Collected data
# # # #

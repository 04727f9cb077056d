use confluo::cluster::Directory;
use confluo::core::{
  Host, NodeAddress, RpcClient, RpcService, ServiceError,
};
use confluo::mixer::{MixerConfig, MixerError, MixerHandle, MixerPhase};
use confluo::server::{ModelServer, GET_DIFF};
use confluo::testkit::{LocalNet, StaticDirectory, TallyModel, TallyUpdate};
use serde_cbor::Value;
use std::sync::Arc;
use std::time::Duration;

const CLUSTER: &str = "mixer-test";

fn addr(port: u16) -> Arc<NodeAddress> {
  Arc::new(NodeAddress::new(
    Host::DNS("localhost".to_string()),
    port,
    CLUSTER.to_string(),
  ))
}

fn text(s: &str) -> Value {
  Value::Text(s.to_string())
}

fn update_args(updates: Vec<(&str, u64)>) -> Value {
  let items = updates
    .into_iter()
    .map(|(row, hits)| {
      confluo::core::encode(&TallyUpdate {
        row: row.to_string(),
        hits: hits,
      })
      .unwrap()
    })
    .collect();
  Value::Array(vec![text("t"), Value::Array(items)])
}

fn fast() -> MixerConfig {
  MixerConfig {
    interval: Duration::from_millis(25),
    count_threshold: u64::MAX,
  }
}

fn dormant() -> MixerConfig {
  MixerConfig {
    interval: Duration::from_secs(600),
    count_threshold: u64::MAX,
  }
}

fn trace_init() {
  let _ = tracing_subscriber::fmt().with_test_writer().try_init();
}

async fn wait_until<F: Fn() -> bool>(what: &str, f: F) {
  for _ in 0..200 {
    if f() {
      return;
    }
    tokio::time::sleep(Duration::from_millis(25)).await;
  }
  panic!("timed out waiting for {}", what);
}

struct Node {
  address: Arc<NodeAddress>,
  server: Arc<ModelServer<TallyModel>>,
}
impl Node {
  fn new(net: &Arc<LocalNet>, port: u16) -> Node {
    let address = addr(port);
    let mut server = ModelServer::new(address.clone(), TallyModel::new(), None);
    server.register_model_surface();
    let server = Arc::new(server);
    net.bind(address.clone(), server.clone());
    Node {
      address: address,
      server: server,
    }
  }

  fn start_mixer(
    &self,
    directory: &Arc<StaticDirectory>,
    net: &Arc<LocalNet>,
    config: MixerConfig,
  ) -> MixerHandle {
    self
      .server
      .start_mixer(
        directory.clone() as Arc<dyn Directory>,
        net.clone() as Arc<dyn RpcClient>,
        config,
      )
      .unwrap()
  }

  async fn rows(&self) -> Vec<Value> {
    let reply = self
      .server
      .handle("get_all_rows", Value::Array(vec![text("t")]))
      .await
      .unwrap();
    match reply {
      Value::Array(rows) => rows,
      v => panic!("unexpected get_all_rows reply: {:?}", v),
    }
  }
}

#[tokio::test]
async fn divergent_nodes_converge_after_one_round() {
  trace_init();
  let net = LocalNet::new();
  let directory = StaticDirectory::new();
  let a = Node::new(&net, 8000);
  let b = Node::new(&net, 8001);
  directory.set_nodes(CLUSTER, vec![a.address.clone(), b.address.clone()]);
  a.server.handle("update", update_args(vec![("x", 3)])).await.unwrap();
  b.server.handle("update", update_args(vec![("y", 5)])).await.unwrap();
  // only a initiates; b just serves the diff endpoints
  let handle_a = a.start_mixer(&directory, &net, fast());
  let _handle_b = b.start_mixer(&directory, &net, dormant());
  wait_until("first completed round", || handle_a.completed_rounds() >= 1)
    .await;
  let expected = vec![text("x"), text("y")];
  assert_eq!(a.rows().await, expected);
  assert_eq!(b.rows().await, expected);
  let diff_a = net.call(&a.address, GET_DIFF, Value::Null).await.unwrap();
  let diff_b = net.call(&b.address, GET_DIFF, Value::Null).await.unwrap();
  assert_eq!(diff_a, diff_b);
}

#[tokio::test]
async fn further_rounds_leave_converged_nodes_unchanged() {
  let net = LocalNet::new();
  let directory = StaticDirectory::new();
  let a = Node::new(&net, 8000);
  let b = Node::new(&net, 8001);
  directory.set_nodes(CLUSTER, vec![a.address.clone(), b.address.clone()]);
  a.server.handle("update", update_args(vec![("x", 3)])).await.unwrap();
  let handle_a = a.start_mixer(&directory, &net, fast());
  let _handle_b = b.start_mixer(&directory, &net, dormant());
  wait_until("first completed round", || handle_a.completed_rounds() >= 1)
    .await;
  let settled = net.call(&a.address, GET_DIFF, Value::Null).await.unwrap();
  let rounds = handle_a.completed_rounds();
  wait_until("two more rounds", || {
    handle_a.completed_rounds() >= rounds + 2
  })
  .await;
  let diff_a = net.call(&a.address, GET_DIFF, Value::Null).await.unwrap();
  let diff_b = net.call(&b.address, GET_DIFF, Value::Null).await.unwrap();
  assert_eq!(diff_a, settled);
  assert_eq!(diff_b, settled);
}

#[tokio::test]
async fn update_count_trigger_fires_before_the_interval() {
  let net = LocalNet::new();
  let directory = StaticDirectory::new();
  let a = Node::new(&net, 8000);
  let b = Node::new(&net, 8001);
  directory.set_nodes(CLUSTER, vec![a.address.clone(), b.address.clone()]);
  let config = MixerConfig {
    interval: Duration::from_secs(600),
    count_threshold: 3,
  };
  let handle_a = a.start_mixer(&directory, &net, config);
  let _handle_b = b.start_mixer(&directory, &net, dormant());
  a.server
    .handle("update", update_args(vec![("x", 1), ("y", 1), ("z", 1)]))
    .await
    .unwrap();
  wait_until("count-triggered round", || handle_a.completed_rounds() >= 1)
    .await;
  assert_eq!(b.rows().await, vec![text("x"), text("y"), text("z")]);
}

#[tokio::test]
async fn second_start_fails_and_leaves_the_first_mixer_running() {
  let net = LocalNet::new();
  let directory = StaticDirectory::new();
  let a = Node::new(&net, 8000);
  let b = Node::new(&net, 8001);
  directory.set_nodes(CLUSTER, vec![a.address.clone(), b.address.clone()]);
  let handle = a.start_mixer(&directory, &net, fast());
  let _handle_b = b.start_mixer(&directory, &net, dormant());
  let again = a.server.start_mixer(
    directory.clone() as Arc<dyn Directory>,
    net.clone() as Arc<dyn RpcClient>,
    fast(),
  );
  match again {
    Err(MixerError::AlreadyStarted) => {}
    Ok(_) => panic!("second start_mixer must fail"),
  }
  assert!(!handle.is_stopped());
  let rounds = handle.completed_rounds();
  wait_until("first mixer still rounds", || {
    handle.completed_rounds() > rounds
  })
  .await;
}

#[tokio::test]
async fn rounds_are_abandoned_while_the_peer_is_down() {
  trace_init();
  let net = LocalNet::new();
  let directory = StaticDirectory::new();
  let a = Node::new(&net, 8000);
  let ghost = addr(8001);
  directory.set_nodes(CLUSTER, vec![a.address.clone(), ghost.clone()]);
  a.server.handle("update", update_args(vec![("x", 2)])).await.unwrap();
  let handle_a = a.start_mixer(&directory, &net, fast());
  tokio::time::sleep(Duration::from_millis(200)).await;
  // every round so far failed at the exchange; nothing completed, no panic
  assert_eq!(handle_a.completed_rounds(), 0);
  assert!(!handle_a.is_stopped());
  // the peer comes up and the next trigger succeeds
  let b = Node::new(&net, 8001);
  let _handle_b = b.start_mixer(&directory, &net, dormant());
  wait_until("recovery round", || handle_a.completed_rounds() >= 1).await;
  assert_eq!(b.rows().await, vec![text("x")]);
}

#[tokio::test]
async fn a_lone_node_idles_without_completing_rounds() {
  let net = LocalNet::new();
  let directory = StaticDirectory::new();
  let a = Node::new(&net, 8000);
  directory.set_nodes(CLUSTER, vec![a.address.clone()]);
  let handle = a.start_mixer(&directory, &net, fast());
  tokio::time::sleep(Duration::from_millis(200)).await;
  assert_eq!(handle.completed_rounds(), 0);
  // a peerless round never reaches the exchange
  assert!(matches!(
    handle.phase(),
    MixerPhase::Idle | MixerPhase::Triggered
  ));
}

#[tokio::test]
async fn stop_halts_the_loop() {
  let net = LocalNet::new();
  let directory = StaticDirectory::new();
  let a = Node::new(&net, 8000);
  directory.set_nodes(CLUSTER, vec![a.address.clone()]);
  let handle = a.start_mixer(&directory, &net, fast());
  assert!(!handle.is_stopped());
  handle.stop();
  wait_until("mixer shutdown", || handle.is_stopped()).await;
}

#[tokio::test]
async fn diff_endpoints_appear_once_the_mixer_runs() {
  let net = LocalNet::new();
  let directory = StaticDirectory::new();
  let a = Node::new(&net, 8000);
  directory.set_nodes(CLUSTER, vec![a.address.clone()]);
  match a.server.handle(GET_DIFF, Value::Null).await {
    Err(ServiceError::UnknownMethod(_)) => {}
    other => panic!("expected UnknownMethod, got {:?}", other),
  }
  let _handle = a.start_mixer(&directory, &net, dormant());
  a.server.handle(GET_DIFF, Value::Null).await.unwrap();
}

# # # #

**YOUR ASSIGNMENT:** Report the lines above that have the word "TallyUpdate" in them.

**ANSWER BOX:**
use confluo::testkit::{LocalNet, StaticDirectory, TallyModel, TallyUpdate};
      confluo::core::encode(&TallyUpdate {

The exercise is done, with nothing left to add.